Abstract

Women in medicine experience discrimination, hostility, and unconscious bias frequently and with deleterious effects. While these gender-based challenges are well described, strategies to navigate and respond to them are less understood. To explore the lived experiences of female teaching attending physicians emphasizing strategies they use to mitigate gender-based challenges in clinical environments. Multisite exploratory, qualitative study. Inpatient general medicine teaching rounds in six geographically diverse US academic hospitals between April and August 2018. With use of a modified snowball sampling approach, female attendings and their learners were identified; six female attendings and their current (n = 24) and former (n = 17) learners agreed to participate. Perceptions of gender-based challenges in clinical teaching environments and strategies with which to respond to these challenges were evaluated through semistructured in-depth interviews, focus group discussions, and direct observations of rounds.
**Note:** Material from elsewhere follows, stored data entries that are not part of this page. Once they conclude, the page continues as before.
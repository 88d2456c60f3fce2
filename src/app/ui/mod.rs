pub mod form;
pub mod panels;
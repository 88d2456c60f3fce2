//! Modal dialogs - self-contained dialog components.
//!
//! Dialogs are stored as `Option<Dialog>` in `DialogManager`:
//! - `None` = dialog is closed
//! - `Some(dialog)` = dialog is open with its state
//!
//! Dialogs return `Option<DialogAction>` from their `render()` method,
//! which the app processes in its update loop.

mod actions;
mod alert;

pub use actions::{CloseReason, DialogAction};
pub use alert::{layout_message, AlertDialog, DialogLayout, CLOSE_BUTTON_LABEL, DIALOG_WIDTH};
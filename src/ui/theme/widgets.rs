//! Painted alert glyphs.
//!
//! The glyphs are drawn with the painter rather than taken from a font, so
//! they look the same regardless of which fonts egui has loaded.

use eframe::egui::{self, pos2, vec2, Align2, Color32, FontId, Rect, Sense, Shape, Stroke};

use crate::icon::IconGlyph;

/// Allocate a square of `size` and paint `glyph` into it.
pub fn render_glyph(ui: &mut egui::Ui, glyph: IconGlyph, size: f32, color: Color32) -> egui::Response {
    let (rect, response) = ui.allocate_exact_size(vec2(size, size), Sense::hover());
    response.widget_info(|| egui::WidgetInfo::labeled(egui::WidgetType::Other, true, glyph.name()));
    if ui.is_rect_visible(rect) {
        paint_glyph(ui.painter(), rect, glyph, color);
    }
    response
}

/// Paint `glyph` filling `rect`, using `color` as the main fill.
pub fn paint_glyph(painter: &egui::Painter, rect: Rect, glyph: IconGlyph, color: Color32) {
    let size = rect.width().min(rect.height());
    let center = rect.center();
    let radius = size / 2.0;

    match glyph {
        IconGlyph::CrossCircle => {
            painter.circle_filled(center, radius, color);
            let arm = radius * 0.42;
            let stroke = Stroke::new((size * 0.1).max(1.5), Color32::WHITE);
            painter.line_segment([center + vec2(-arm, -arm), center + vec2(arm, arm)], stroke);
            painter.line_segment([center + vec2(arm, -arm), center + vec2(-arm, arm)], stroke);
        }
        IconGlyph::Triangle => {
            let points = vec![
                pos2(center.x, rect.top() + size * 0.04),
                pos2(rect.right() - size * 0.02, rect.bottom() - size * 0.06),
                pos2(rect.left() + size * 0.02, rect.bottom() - size * 0.06),
            ];
            painter.add(Shape::convex_polygon(points, color, Stroke::NONE));
            let mark = Color32::from_rgb(0x1F, 0x1F, 0x1F);
            let stroke = Stroke::new((size * 0.1).max(1.5), mark);
            painter.line_segment(
                [pos2(center.x, center.y - size * 0.14), pos2(center.x, center.y + size * 0.14)],
                stroke,
            );
            painter.circle_filled(pos2(center.x, center.y + size * 0.28), size * 0.055, mark);
        }
        IconGlyph::InfoCircle => {
            painter.circle_filled(center, radius, color);
            letter(painter, center, "i", size, Color32::WHITE);
        }
        IconGlyph::QuestionCircle => {
            painter.circle_filled(center, radius, color);
            letter(painter, center, "?", size, Color32::WHITE);
        }
        IconGlyph::Shield => {
            let w = size * 0.8;
            let left = center.x - w / 2.0;
            let right = center.x + w / 2.0;
            let points = vec![
                pos2(center.x, rect.top()),
                pos2(right, rect.top() + size * 0.18),
                pos2(right, center.y + size * 0.05),
                pos2(center.x, rect.bottom()),
                pos2(left, center.y + size * 0.05),
                pos2(left, rect.top() + size * 0.18),
            ];
            painter.add(Shape::convex_polygon(points, color, Stroke::NONE));
        }
    }
}

fn letter(painter: &egui::Painter, center: egui::Pos2, text: &str, size: f32, color: Color32) {
    painter.text(
        center,
        Align2::CENTER_CENTER,
        text,
        FontId::proportional(size * 0.7),
        color,
    );
}

#[cfg(test)]
mod tests {
    use super::*;

    #[test]
    fn test_every_glyph_paints_shapes() {
        let ctx = egui::Context::default();
        for glyph in [
            IconGlyph::Shield,
            IconGlyph::CrossCircle,
            IconGlyph::Triangle,
            IconGlyph::InfoCircle,
            IconGlyph::QuestionCircle,
        ] {
            let output = ctx.run(egui::RawInput::default(), |ctx| {
                egui::CentralPanel::default().show(ctx, |ui| {
                    render_glyph(ui, glyph, 32.0, Color32::RED);
                });
            });
            assert!(!output.shapes.is_empty(), "{glyph:?} painted nothing");
        }
    }

    #[test]
    fn test_glyph_is_named_for_assistive_tech() {
        let ctx = egui::Context::default();
        ctx.enable_accesskit();
        let output = ctx.run(egui::RawInput::default(), |ctx| {
            egui::CentralPanel::default().show(ctx, |ui| {
                render_glyph(ui, IconGlyph::CrossCircle, 32.0, Color32::RED);
            });
        });

        let update = output
            .platform_output
            .accesskit_update
            .expect("accesskit tree update");
        assert!(update
            .nodes
            .iter()
            .any(|(_, node)| node.label() == Some(IconGlyph::CrossCircle.name())));
    }
}
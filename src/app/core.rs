//! Core AlertForgeApp struct definition and initialization

use eframe::egui;
use tracing::info;

use crate::audio::AudioCue;
use crate::config::AppConfig;
use crate::dialog_manager::DialogManager;
use crate::page::DARK_MARKER;
use crate::state::{DialogContent, FormState};
use crate::ui;

pub const APP_TITLE: &str = "Générateur d'Erreur Style Windows";

pub struct AlertForgeApp {
    // Form inputs, theme flag and the shared page context
    pub state: FormState,

    // Dialogs - the alert is visible exactly when it is open here
    pub dialogs: DialogManager,

    // Alert sound; None when sound is disabled
    pub audio: Option<AudioCue>,

    // The host color-scheme preference is only consulted once
    pub(super) initial_theme_resolved: bool,
    pub(super) applied_dark_mode: Option<bool>,
}

impl AlertForgeApp {
    pub fn new(cc: &eframe::CreationContext<'_>, config: &AppConfig) -> Self {
        let system_theme = cc.egui_ctx.system_theme();
        let mut app = Self::with_parts(
            DialogContent::from(&config.defaults),
            system_theme == Some(egui::Theme::Dark),
            AudioCue::from_config(&config.sound),
        );
        // Some platforms only report the preference with the first frame
        app.initial_theme_resolved = system_theme.is_some();
        app.sync_theme(&cc.egui_ctx);
        app
    }

    /// Build the app without a window, from already-resolved parts.
    pub fn with_parts(content: DialogContent, dark_mode: bool, audio: Option<AudioCue>) -> Self {
        Self {
            state: FormState::new(content, dark_mode),
            dialogs: DialogManager::new(),
            audio,
            initial_theme_resolved: true,
            applied_dark_mode: None,
        }
    }

    /// Show the alert and play the alert sound from the start.
    ///
    /// The alert is visible as soon as this returns; the sound plays (or
    /// fails) in the background and never affects the dialog.
    pub fn generate(&mut self) {
        self.dialogs.open_alert(self.state.page());
        info!(
            "Alert shown: {:?} ({} chars, icon {})",
            self.state.content.title,
            self.state.content.message.chars().count(),
            self.state.content.icon.name()
        );

        if let Some(cue) = &self.audio {
            cue.restart();
        }
    }

    pub fn close_dialog(&mut self) {
        self.dialogs.close_alert();
    }

    pub fn is_dialog_open(&self) -> bool {
        self.dialogs.is_alert_open()
    }

    pub fn toggle_theme(&mut self) {
        self.state.toggle_theme();
    }

    /// Adopt the host's dark/light preference if it was not known at startup.
    pub(super) fn resolve_initial_theme(&mut self, ctx: &egui::Context) {
        if self.initial_theme_resolved {
            return;
        }
        self.initial_theme_resolved = true;
        if ctx.system_theme() == Some(egui::Theme::Dark) && !self.state.dark_mode() {
            self.state.toggle_theme();
        }
    }

    /// Restyle egui when the dark marker on the page changed.
    pub(super) fn sync_theme(&mut self, ctx: &egui::Context) {
        let dark = self.state.page().borrow().has_marker(DARK_MARKER);
        if self.applied_dark_mode != Some(dark) {
            ui::theme::apply_app_style(ctx, dark);
            self.applied_dark_mode = Some(dark);
        }
    }
}
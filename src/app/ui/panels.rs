//! Page layout: header with theme toggle, the form card, and the credits

use eframe::egui::{self, RichText};

use super::form::render_form;
use crate::app::{AlertForgeApp, APP_TITLE};
use crate::ui::theme::PageTheme;

const CARD_MAX_WIDTH: f32 = 576.0;

impl AlertForgeApp {
    /// Render the page behind the alert.
    pub(in crate::app) fn render_page(&mut self, ctx: &egui::Context) {
        let dark_mode = self.state.dark_mode();
        let theme = PageTheme::for_mode(dark_mode);
        let scroll_enabled = self.state.page().borrow().scroll_enabled();
        let sound_path = self.audio.as_ref().map(|cue| cue.path().display().to_string());

        let mut toggle_clicked = false;
        let mut generate_clicked = false;

        egui::CentralPanel::default()
            .frame(egui::Frame::new().fill(theme.background).inner_margin(16.0))
            .show(ctx, |ui| {
                egui::ScrollArea::vertical()
                    .id_salt("page_scroll")
                    .auto_shrink([false; 2])
                    .enable_scrolling(scroll_enabled)
                    .show(ui, |ui| {
                        ui.add_space(24.0);
                        ui.vertical_centered(|ui| {
                            ui.set_max_width(CARD_MAX_WIDTH);

                            egui::Frame::new()
                                .fill(theme.card)
                                .corner_radius(12.0)
                                .inner_margin(egui::Margin::same(28))
                                .shadow(ui.style().visuals.window_shadow)
                                .show(ui, |ui| {
                                    ui.with_layout(egui::Layout::top_down(egui::Align::Min), |ui| {
                                        toggle_clicked = render_header(ui, &theme, dark_mode);
                                        ui.add_space(24.0);
                                        generate_clicked =
                                            render_form(ui, &mut self.state.content, &theme).generate;
                                    });
                                });

                            ui.add_space(28.0);
                            render_credits(ui, &theme, sound_path.as_deref());
                        });
                        ui.add_space(24.0);
                    });
            });

        if toggle_clicked {
            self.toggle_theme();
        }
        if generate_clicked {
            self.generate();
        }
    }
}

/// Title and the sun/moon toggle. Returns whether the toggle was clicked.
fn render_header(ui: &mut egui::Ui, theme: &PageTheme, dark_mode: bool) -> bool {
    let (icon, hint) = if dark_mode {
        ("☀", "Passer en mode clair")
    } else {
        ("🌙", "Passer en mode sombre")
    };

    ui.horizontal(|ui| {
        ui.label(RichText::new(APP_TITLE).heading().strong().color(theme.heading));
        ui.with_layout(egui::Layout::right_to_left(egui::Align::Center), |ui| {
            ui.add(egui::Button::new(RichText::new(icon).size(22.0).color(theme.toggle_icon)).frame(false))
                .on_hover_text(hint)
                .clicked()
        })
        .inner
    })
    .inner
}

fn render_credits(ui: &mut egui::Ui, theme: &PageTheme, sound_path: Option<&str>) {
    let muted = |text: &str| RichText::new(text).small().color(theme.text_muted);

    ui.label(muted("Conçu avec 💻 et une touche d'humour."));
    ui.label(muted("Application à des fins de divertissement uniquement."));
    ui.add_space(4.0);
    match sound_path {
        Some(path) => {
            ui.horizontal_wrapped(|ui| {
                ui.spacing_mut().item_spacing.x = 4.0;
                ui.label(muted("Note: Pour le son d'erreur, placez un fichier son à"));
                ui.label(
                    RichText::new(path)
                        .monospace()
                        .small()
                        .background_color(theme.code_bg),
                );
            });
        }
        None => {
            ui.label(muted("Son désactivé dans la configuration."));
        }
    }
}
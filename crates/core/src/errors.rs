//! Core error types for the value machine.
//!
//! Ledger shortfalls are the one recoverable failure: the executor catches
//! [`LedgerError::InsufficientInventory`] and retries the transfer later.
//! Everything else aborts the transaction being processed.

use chrono::{NaiveDate, ParseError as ChronoParseError};
use rust_decimal::Decimal;
use thiserror::Error;

use valuemachine_market_data::MarketDataError;

use crate::ledger::ChunkIndex;

/// Type alias for Result using our Error type.
pub type Result<T> = std::result::Result<T, Error>;

/// Root error type for the value machine.
#[derive(Error, Debug)]
pub enum Error {
    #[error("Ledger operation failed: {0}")]
    Ledger(#[from] LedgerError),

    #[error("Price lookup failed: {0}")]
    Price(#[from] PriceError),

    #[error("Input validation failed: {0}")]
    Validation(#[from] ValidationError),

    #[error("Market data operation failed: {0}")]
    MarketData(#[from] MarketDataError),

    #[error("Failed to persist prices: {0}")]
    Store(String),

    #[error("Unexpected error: {0}")]
    Unexpected(String),
}

impl Error {
    /// True for failures the executor may defer to its retry pass.
    pub fn is_recoverable(&self) -> bool {
        matches!(self, Error::Ledger(LedgerError::InsufficientInventory { .. }))
    }
}

/// Errors raised by chunk bookkeeping.
#[derive(Error, Debug)]
pub enum LedgerError {
    #[error("Insufficient {asset} in account {account}: requested {requested}, available {available}")]
    InsufficientInventory {
        account: String,
        asset: String,
        requested: Decimal,
        available: Decimal,
    },

    #[error("Account {account} handed out debt chunk #{index} ({quantity} {asset}) where an asset was expected")]
    UnexpectedDebt {
        account: String,
        asset: String,
        quantity: Decimal,
        index: ChunkIndex,
    },

    #[error("Chunk #{0} not found")]
    ChunkNotFound(ChunkIndex),

    #[error("Invalid ledger snapshot: {0}")]
    InvalidSnapshot(String),
}

/// Errors raised while resolving prices.
#[derive(Error, Debug)]
pub enum PriceError {
    #[error("No {unit} price for {asset} on {date}")]
    MissingPrice {
        date: NaiveDate,
        asset: String,
        unit: String,
    },

    #[error("Invalid {unit} price for {asset} on {date}: {value}")]
    InvalidPrice {
        date: String,
        asset: String,
        unit: String,
        value: String,
    },
}

/// Validation errors for user input and data parsing.
#[derive(Error, Debug)]
pub enum ValidationError {
    #[error("Invalid input: {0}")]
    InvalidInput(String),

    #[error("Failed to parse decimal number: {0}")]
    DecimalParse(#[from] rust_decimal::Error),

    #[error("Decimal {0} has more than 28 significant digits and cannot be stored exactly")]
    InexactDecimal(String),

    #[error("Failed to parse date/time: {0}")]
    DateTimeParse(#[from] ChronoParseError),
}

// === From implementations for common error types ===

impl From<rust_decimal::Error> for Error {
    fn from(err: rust_decimal::Error) -> Self {
        Error::Validation(ValidationError::DecimalParse(err))
    }
}

impl From<std::io::Error> for Error {
    fn from(err: std::io::Error) -> Self {
        Error::Validation(ValidationError::InvalidInput(err.to_string()))
    }
}

impl From<serde_json::Error> for Error {
    fn from(err: serde_json::Error) -> Self {
        Error::Validation(ValidationError::InvalidInput(err.to_string()))
    }
}

impl From<ChronoParseError> for Error {
    fn from(err: ChronoParseError) -> Self {
        Error::Validation(ValidationError::DateTimeParse(err))
    }
}

impl From<Error> for String {
    fn from(err: Error) -> Self {
        err.to_string()
    }
}
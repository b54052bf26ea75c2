//! Address classification contract consumed by the ledger and executor.

use super::address_book_model::{infer_jurisdiction, AddressCategory, AddressEntry};

/// Classifies account identifiers.
///
/// The ledger only asks questions of the address book; it never mutates it.
pub trait AddressBook: Send + Sync {
    /// Whether the address belongs to the ledger owner.
    fn is_self(&self, address: &str) -> bool;

    /// Display name, falling back to an abbreviated address.
    fn get_name(&self, address: &str) -> String;

    fn is_category(&self, category: AddressCategory, address: &str) -> bool;

    /// Builds an entry for an address that is not in the book yet.
    fn new_address(&self, address: &str, category: AddressCategory, name: &str) -> AddressEntry {
        AddressEntry::new(address, category, name)
    }

    /// Legal or custodial domain the address lives in.
    fn get_jurisdiction(&self, address: &str) -> String {
        infer_jurisdiction(address)
    }
}
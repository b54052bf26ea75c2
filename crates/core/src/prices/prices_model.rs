use std::collections::BTreeMap;

use rust_decimal::Decimal;

/// Serialized price table: `date -> unit -> asset -> rate`, where one `asset`
/// is worth `rate` of `unit` on that calendar day (`YYYY-MM-DD`).
pub type PricesJson = BTreeMap<String, BTreeMap<String, BTreeMap<String, String>>>;

/// One stored exchange rate: 1 `asset` = `rate` `unit`.
#[derive(Debug, Clone, PartialEq, Eq)]
pub struct RateEntry {
    pub unit: String,
    pub asset: String,
    pub rate: Decimal,
}

impl RateEntry {
    pub fn new(unit: &str, asset: &str, rate: Decimal) -> Self {
        Self {
            unit: unit.to_string(),
            asset: asset.to_string(),
            rate,
        }
    }
}

/// Rates known on a single day, kept in the order they were learned.
///
/// Only the stored direction of a pair is kept; readers invert as needed.
/// Insertion order drives neighbor discovery in [`find_path`], so replaying
/// the same merges always yields the same paths.
///
/// [`find_path`]: super::find_path
#[derive(Debug, Clone, Default, PartialEq, Eq)]
pub struct RateTable {
    entries: Vec<RateEntry>,
}

impl RateTable {
    pub fn new() -> Self {
        Self::default()
    }

    /// Stored rate of `asset` in `unit`, without trying the reverse pair.
    pub fn get(&self, unit: &str, asset: &str) -> Option<Decimal> {
        self.entries
            .iter()
            .find(|e| e.unit == unit && e.asset == asset)
            .map(|e| e.rate)
    }

    /// Adds or replaces a rate in place. Returns `true` if the table changed.
    pub fn insert(&mut self, unit: &str, asset: &str, rate: Decimal) -> bool {
        match self
            .entries
            .iter_mut()
            .find(|e| e.unit == unit && e.asset == asset)
        {
            Some(existing) if existing.rate == rate => false,
            Some(existing) => {
                existing.rate = rate;
                true
            }
            None => {
                self.entries.push(RateEntry::new(unit, asset, rate));
                true
            }
        }
    }

    /// Assets sharing a rate with `node`, deduplicated in discovery order.
    pub fn neighbors(&self, node: &str) -> Vec<&str> {
        let mut found: Vec<&str> = Vec::new();
        for entry in &self.entries {
            let neighbor = if entry.asset == node {
                entry.unit.as_str()
            } else if entry.unit == node {
                entry.asset.as_str()
            } else {
                continue;
            };
            if !found.contains(&neighbor) {
                found.push(neighbor);
            }
        }
        found
    }

    /// Every asset appearing on either side of a rate.
    pub fn nodes(&self) -> impl Iterator<Item = &str> {
        self.entries
            .iter()
            .flat_map(|e| [e.asset.as_str(), e.unit.as_str()])
    }

    pub fn entries(&self) -> &[RateEntry] {
        &self.entries
    }

    pub fn len(&self) -> usize {
        self.entries.len()
    }

    pub fn is_empty(&self) -> bool {
        self.entries.is_empty()
    }
}
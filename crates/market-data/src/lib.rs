//! Valuemachine Market Data Crate
//!
//! Historical price oracles for the value machine.
//!
//! # Overview
//!
//! Each oracle answers a single question: what was one unit of an asset worth,
//! in some other unit, on a given calendar day. The core crate decides which
//! oracle to ask and caches whatever comes back.
//!
//! ```text
//! +------------------+     +------------------+
//! |  PriceResolver   | --> |   RetryPolicy    |  (one retry on timeout / 429)
//! +------------------+     +------------------+
//!                                  |
//!                                  v
//!                          +------------------+
//!                          |   PriceOracle    |  (CoinGecko, Uniswap)
//!                          +------------------+
//! ```
//!
//! # Core Types
//!
//! - [`PriceOracle`] - Trait implemented by every price source
//! - [`OracleKind`] - AMM history vs. aggregated market history
//! - [`MarketDataError`] - Oracle failures, classified by [`RetryClass`]

pub mod errors;
pub mod provider;

pub use errors::{MarketDataError, RetryClass, RetryPolicy};
pub use provider::{
    CoinGeckoOracle, OracleKind, PriceOracle, UniswapMarket, UniswapOracle, UniswapVersion,
};
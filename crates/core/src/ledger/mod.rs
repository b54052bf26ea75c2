//! Chunk ledger - per-account inventories of asset chunks with debt.

mod chunk_ledger;
mod chunk_model;

pub use chunk_ledger::*;
pub use chunk_model::*;

#[cfg(test)]
mod chunk_ledger_tests;
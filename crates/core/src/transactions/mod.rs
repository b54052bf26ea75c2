//! Transactions - dated bundles of categorized transfers.

mod trade;
mod transactions_model;

pub use trade::*;
pub use transactions_model::*;
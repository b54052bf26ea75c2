mod capital_gains;
mod gains_model;

pub use capital_gains::derive_capital_gains;
pub use gains_model::CapitalGain;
Observations were documented using handwritten field notes. Interviews and focus groups were audio recorded and transcribed. All transcripts and field note data were analyzed using a content analysis approach. Attending experience levels ranged from 8 to 20 years (mean, 15.3 years). Attendings were diverse in terms of race/ethnicity. Strategic approaches to gender-based challenges clustered around three themes: female attendings (1) actively position themselves as physician team leaders, (2) consciously work to manage gender-based stereotypes and perceptions, and (3) intentionally identify and embrace their unique qualities. Female attendings manage their roles as women in medicine through specific strategies to both navigate complex gender dynamics and role model approaches for learners.